Tips of the Week is our weekly peek at some of the best making tips, tricks, and recommendations we’ve come across in our travels. Check in every Friday to see what we’ve discovered. And we want to hear from you. Please share your tips, shortcuts, best practices, and tall shop tales in the comments below and we might use your tip in a future column.
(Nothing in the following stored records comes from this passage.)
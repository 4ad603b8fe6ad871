//! Delegate lifecycle tests against in-process (thread) workers.
//!
//! These verify:
//! - Startup failures leave the delegate STOPPED_ILL and unreachable
//! - Data round-trips and their effect on the health window
//! - Restart pacing, exhaustion and manual re-arming

mod common;

use std::sync::atomic::Ordering;
use std::time::Duration;

use serde_json::json;
use tokio_util::sync::CancellationToken;

use common::{FlakyControls, constant, fast_settings, flaky};
use senseloop::{Delegate, ServiceStatus, SupervisorConfig};

const READ_TIMEOUT: Duration = Duration::from_millis(500);

/// Delegate over a [`common::Flaky`] sensor with the given supervision settings.
fn flaky_delegate(controls: &FlakyControls, settings: SupervisorConfig) -> Delegate {
    Delegate::new(flaky("flaky", controls), settings, CancellationToken::new())
}

#[tokio::test(flavor = "multi_thread")]
async fn test_startup_error_stops_ill() {
    let controls = FlakyControls::default();
    controls.fail_startup.store(true, Ordering::SeqCst);
    let delegate = flaky_delegate(&controls, fast_settings());

    assert!(!delegate.start(true).await.expect("start"));
    assert_eq!(delegate.status(), ServiceStatus::StoppedIll);
    assert!(!delegate.is_healthy());
    let last_error = delegate.last_error().expect("last error");
    assert!(last_error.contains("startup failed"), "{last_error}");
    assert!(last_error.contains("device not found"), "{last_error}");

    assert!(!delegate.check_heartbeat().await);
    assert!(delegate.get_data(READ_TIMEOUT).await.is_none());

    controls.fail_startup.store(false, Ordering::SeqCst);
    assert!(delegate.start(true).await.expect("start"));
    assert_eq!(delegate.status(), ServiceStatus::Running);
    assert!(delegate.check_heartbeat().await);
    assert_eq!(
        delegate.get_data(READ_TIMEOUT).await,
        Some([("flaky".to_string(), json!(1))].into_iter().collect())
    );
}

#[tokio::test(flavor = "multi_thread")]
async fn test_data_round_trip_records_success() {
    let delegate = Delegate::new(
        constant("imu", "x", json!(1)),
        fast_settings(),
        CancellationToken::new(),
    );
    assert!(delegate.start(true).await.expect("start"));
    let before = delegate.snapshot();

    let record = delegate.get_data(READ_TIMEOUT).await.expect("record");
    assert_eq!(record.len(), 1);
    assert_eq!(record.get("x"), Some(&json!(1)));

    let after = delegate.snapshot();
    assert_eq!(after.health_events, before.health_events + 1);
    assert_eq!(after.success_ratio, Some(1.0));
    assert!(after.healthy);
    assert_eq!(delegate.field_names(), vec!["x".to_string()]);
}

#[tokio::test(flavor = "multi_thread")]
async fn test_restart_waits_for_schedule() {
    let controls = FlakyControls::default();
    controls.fail_startup.store(true, Ordering::SeqCst);
    let settings = SupervisorConfig {
        heartbeat_timeout: Duration::from_millis(500),
        heartbeat_poll: Duration::from_millis(5),
        ..SupervisorConfig::default()
    };
    let delegate = flaky_delegate(&controls, settings);

    assert!(!delegate.start(true).await.expect("start"));
    assert_eq!(delegate.reboot_attempts(), 0);

    // the first automatic restart is immediate
    assert!(!delegate.try_reboot().await);
    assert_eq!(delegate.reboot_attempts(), 1);
    assert_eq!(delegate.status(), ServiceStatus::StoppedIll);

    // the second one is ten seconds away
    assert!(!delegate.try_reboot().await);
    assert_eq!(delegate.reboot_attempts(), 1);
    assert!(delegate.should_reboot());
    assert_eq!(controls.launches.load(Ordering::SeqCst), 2);
}

#[tokio::test(flavor = "multi_thread")]
async fn test_restarts_exhaust_then_manual_start_rearms() {
    let controls = FlakyControls::default();
    controls.fail_startup.store(true, Ordering::SeqCst);
    let delegate = flaky_delegate(&controls, fast_settings());

    assert!(!delegate.start(true).await.expect("start"));
    for attempt in 1..=5 {
        assert!(!delegate.try_reboot().await);
        assert_eq!(delegate.reboot_attempts(), attempt);
        assert!(delegate.should_reboot());
    }

    // the schedule has run out
    assert!(!delegate.try_reboot().await);
    assert!(!delegate.should_reboot());
    assert!(!delegate.try_reboot().await);
    assert!(!delegate.should_reboot());
    assert_eq!(delegate.reboot_attempts(), 5);
    assert_eq!(controls.launches.load(Ordering::SeqCst), 6);

    controls.fail_startup.store(false, Ordering::SeqCst);
    assert!(delegate.start(true).await.expect("start"));
    assert_eq!(delegate.reboot_attempts(), 0);
    assert!(delegate.should_reboot());
}

#[tokio::test(flavor = "multi_thread")]
async fn test_restart_is_noop_while_running() {
    let controls = FlakyControls::default();
    let delegate = flaky_delegate(&controls, fast_settings());

    assert!(delegate.start(true).await.expect("start"));
    assert!(!delegate.try_reboot().await);
    assert_eq!(delegate.reboot_attempts(), 0);
    assert_eq!(controls.launches.load(Ordering::SeqCst), 1);
}

#[tokio::test(flavor = "multi_thread")]
async fn test_crashed_worker_is_stopped_and_restarted() {
    let controls = FlakyControls::default();
    let delegate = flaky_delegate(&controls, fast_settings());
    assert!(delegate.start(true).await.expect("start"));

    controls.panic_on_read.store(true, Ordering::SeqCst);
    assert!(delegate.get_data(READ_TIMEOUT).await.is_none());
    assert_eq!(delegate.status(), ServiceStatus::StoppedIll);

    controls.panic_on_read.store(false, Ordering::SeqCst);
    assert!(delegate.try_reboot().await);
    assert_eq!(delegate.status(), ServiceStatus::Running);
    assert_eq!(delegate.reboot_attempts(), 1);
    assert!(delegate.get_data(READ_TIMEOUT).await.is_some());
}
Learning with the Feynman Technique
I have a confession to make. Before I wrote the book, Absolute Beginner’s Guide to Building Robots, I had actually built few robots. But I was writing about robots for Wired and elsewhere, I got asked to do a DIY robot book by a publisher, and I really needed the money. So, I said yes. I would study heavily, do a lot of trial and error building, come up with something that worked, and then write it up. I ended up with a book that one newspaper said set “a literary standard for how tech books should be written.” It became a book that was used in high school and college tech courses and that served many a high school science fair project. A UK professor was using it in his class and wrote begging me to write a companion beginner’s guide to AI, too.
I didn’t know it at the time, but I was basically applying the learning technique used by celebrated American theoretical physicist, Richard Feynman. Basically, the idea is that, as you learn something, you mock-teach it back to yourself by explaining it in writing and speaking the material out loud, as if you were teaching a class. By doing this, you not only more deeply impress the material upon the brain for better retention, you find the holes and weaknesses in your understanding and can go back and re-study those parts. I think this is also what made my book work so well. My understanding was fresh; beginner’s mind. And I didn’t do what experts often do, which is make a lot of assumptions about what people already know or fail to identity basic things that need to be covered. Sometimes, when you know something so well, basic aspects of it become backgrounded for you. For a newbie recording his or her journey of discovery, all of those things are fresh, still visible. Here’s another video explaining the same technique. [Via Lifehacker]
Skipping the Tabs on Your CNC Prints with Herringboned Tape
In another hijacked episode of Andy Birkey’s “Gimme a Minute” series, Josh Price Of P. I. Workshop offers this tip for forgoing CNC support tabs. When using double-sided tape to secure your piece to the work table, arrange the tape in a herringbone pattern. This way, you will “catch” the pieces that you’re cutting out so that you don’t have to include tabs in your design. After the machine is finished doing its business, carefully pry away the waste material, and your cut piece(s) will remain stuck to the tape and the work table where they can be carefully pried up.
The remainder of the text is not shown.